TASK DIRECTIONS » Would you restate the entries below word for word, starting at the first line and ending with the one that has "let assert = encoder().arg(input_file).assert().success();"?

TASK INPUTS »
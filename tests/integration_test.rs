//! Integration tests for the ach-encoder CLI.
//!
//! These tests run the actual binary against the files in `tests/data`.

use assert_cmd::Command;
use predicates::prelude::*;
use std::fs;
use tempfile::TempDir;

/// Get path to test data file
fn test_data_path(filename: &str) -> String {
    format!("tests/data/{}", filename)
}

/// Binary with a fixed originator identity
fn encoder() -> Command {
    let mut cmd = Command::cargo_bin("ach-encoder").unwrap();
    cmd.env("ACH_COMPANY_NAME", "TEST COMPANY")
        .env("ACH_COMPANY_ID", "COMPANY123")
        .env("ACH_ROUTING_NUMBER", "123456789")
        .env_remove("ACH_IMMEDIATE_DESTINATION")
        .env_remove("ACH_DESTINATION_NAME")
        .env_remove("ACH_ORIGIN_NAME")
        .env_remove("ACH_ENTRY_DESCRIPTION");
    cmd
}

/// Run the binary with the given input file and return stdout
fn run_encoder(input_file: &str) -> String {
    let assert = encoder().arg(input_file).assert().success();
    String::from_utf8(assert.get_output().stdout.clone()).unwrap()
}

#[test]
fn test_sample_a_structure() {
    let output = run_encoder(&test_data_path("sample_a.csv"));
    let lines: Vec<&str> = output.lines().collect();

    assert_eq!(lines.len(), 10);
    assert!(lines.iter().all(|l| l.len() == 94));
    assert!(output.ends_with('\n'));

    let codes: String = lines.iter().map(|l| &l[0..1]).collect();
    assert_eq!(codes, "1566899999");
}

#[test]
fn test_sample_a_entries() {
    let output = run_encoder(&test_data_path("sample_a.csv"));
    let lines: Vec<&str> = output.lines().collect();

    assert_eq!(
        lines[2].trim_end(),
        "6221234567899876543210       0000010050CUST001        John Doe                00000001"
    );
    assert_eq!(
        lines[3].trim_end(),
        "6279876543211234567890       0000007525CUST002        Jane Smith              00000002"
    );
}

#[test]
fn test_sample_a_control_records() {
    let output = run_encoder(&test_data_path("sample_a.csv"));
    let lines: Vec<&str> = output.lines().collect();

    assert_eq!(
        lines[4],
        format!(
            "82000000020111111110000000007525000000010050COMPANY123{}123456780000001",
            " ".repeat(25)
        )
    );
    assert_eq!(
        lines[5].trim_end(),
        "9000001000001000000020111111110000000007525000000010050"
    );
    assert_eq!(&lines[5][43..55], "000000010050");
    assert!(lines[6..].iter().all(|l| *l == "9".repeat(94)));
}

#[test]
fn test_sample_b_whitespace_handling() {
    let output = run_encoder(&test_data_path("sample_b_whitespace.csv"));
    let lines: Vec<&str> = output.lines().collect();

    assert_eq!(lines.len(), 10);
    assert_eq!(&lines[2][0..12], "622021000021");
    assert_eq!(&lines[3][0..12], "627011000015");

    // 02100002 + 01100001 + 02100002
    assert_eq!(&lines[5][21..31], "0005300005");
    assert_eq!(&lines[5][31..43], "000000002000");
    assert_eq!(&lines[5][43..55], "000000150001");
}

#[test]
fn test_invalid_row_fails_without_output() {
    encoder()
        .arg(test_data_path("sample_c_invalid_amount.csv"))
        .assert()
        .failure()
        .stdout(predicate::str::is_empty())
        .stderr(predicate::str::contains("row 3"));
}

#[test]
fn test_empty_batch_fails() {
    encoder()
        .arg(test_data_path("sample_d_empty.csv"))
        .assert()
        .failure()
        .stderr(predicate::str::contains("empty batch"));
}

#[test]
fn test_writes_into_output_directory() {
    let dir = TempDir::new().unwrap();
    encoder()
        .arg(test_data_path("sample_a.csv"))
        .arg(dir.path())
        .assert()
        .success()
        .stdout(predicate::str::is_empty());

    let entries: Vec<_> = fs::read_dir(dir.path())
        .unwrap()
        .map(|e| e.unwrap().file_name().into_string().unwrap())
        .collect();
    assert_eq!(entries.len(), 1);
    assert!(entries[0].starts_with("ach_batch_"));
    assert!(entries[0].ends_with(".txt"));

    let content = fs::read_to_string(dir.path().join(&entries[0])).unwrap();
    assert_eq!(content.lines().count(), 10);
}

#[test]
fn test_writes_to_explicit_path() {
    let dir = TempDir::new().unwrap();
    let path = dir.path().join("batch.ach");
    encoder()
        .arg(test_data_path("sample_a.csv"))
        .arg(&path)
        .assert()
        .success();

    let content = fs::read_to_string(&path).unwrap();
    assert!(content.starts_with("101 123456789COMPANY123"));
}

#[test]
fn test_huge_amount_fails_with_error() {
    let dir = TempDir::new().unwrap();
    let input = dir.path().join("huge.csv");
    fs::write(
        &input,
        "routing_number,account_number,amount,transaction_type\n\
         123456789,1,79228162514264337593543950335,CREDIT\n",
    )
    .unwrap();

    encoder()
        .arg(&input)
        .assert()
        .failure()
        .stdout(predicate::str::is_empty())
        .stderr(predicate::str::contains("Error: Invalid transaction at row 2"))
        .stderr(predicate::str::contains("panicked").not());
}

#[test]
fn test_unwritable_output_leaves_no_file() {
    let dir = TempDir::new().unwrap();
    let path = dir.path().join("missing").join("batch.ach");

    encoder()
        .arg(test_data_path("sample_a.csv"))
        .arg(&path)
        .assert()
        .failure()
        .stderr(predicate::str::contains("Error"));

    assert!(!path.exists());
    assert_eq!(fs::read_dir(dir.path()).unwrap().count(), 0);
}

#[test]
fn test_company_identity_from_environment() {
    let assert = encoder()
        .env("ACH_COMPANY_NAME", "ACME PAYROLL")
        .env("ACH_COMPANY_ID", "9876543210")
        .arg(test_data_path("sample_a.csv"))
        .assert()
        .success();
    let output = String::from_utf8(assert.get_output().stdout.clone()).unwrap();
    let batch_header = output.lines().nth(1).unwrap();

    assert_eq!(&batch_header[4..20], "ACME PAYROLL    ");
    assert_eq!(&batch_header[30..40], "9876543210");
}

#[test]
fn test_invalid_environment_config_fails() {
    encoder()
        .env("ACH_ROUTING_NUMBER", "12AB")
        .arg(test_data_path("sample_a.csv"))
        .assert()
        .failure()
        .stderr(predicate::str::contains("routing number"));
}

#[test]
fn test_missing_file_error() {
    encoder()
        .arg("nonexistent.csv")
        .assert()
        .failure()
        .stderr(predicate::str::contains("Error"));
}

#[test]
fn test_missing_argument_error() {
    encoder()
        .assert()
        .failure()
        .stderr(predicate::str::contains("Missing input file"));
}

EXERCISE RESULT »
filename tests/integration_test.rs
//! Integration tests for the ach-encoder CLI.
//!
//! These tests run the actual binary against the files in `tests/data`.

use assert_cmd::Command;
use predicates::prelude::*;
use std::fs;
use tempfile::TempDir;

/// Get path to test data file
fn test_data_path(filename: &str) -> String {
    format!("tests/data/{}", filename)
}

/// Binary with a fixed originator identity
fn encoder() -> Command {
    let mut cmd = Command::cargo_bin("ach-encoder").unwrap();
    cmd.env("ACH_COMPANY_NAME", "TEST COMPANY")
        .env("ACH_COMPANY_ID", "COMPANY123")
        .env("ACH_ROUTING_NUMBER", "123456789")
        .env_remove("ACH_IMMEDIATE_DESTINATION")
        .env_remove("ACH_DESTINATION_NAME")
        .env_remove("ACH_ORIGIN_NAME")
        .env_remove("ACH_ENTRY_DESCRIPTION");
    cmd
}

/// Run the binary with the given input file and return stdout
fn run_encoder(input_file: &str) -> String {
    let assert = encoder().arg(input_file).assert().success();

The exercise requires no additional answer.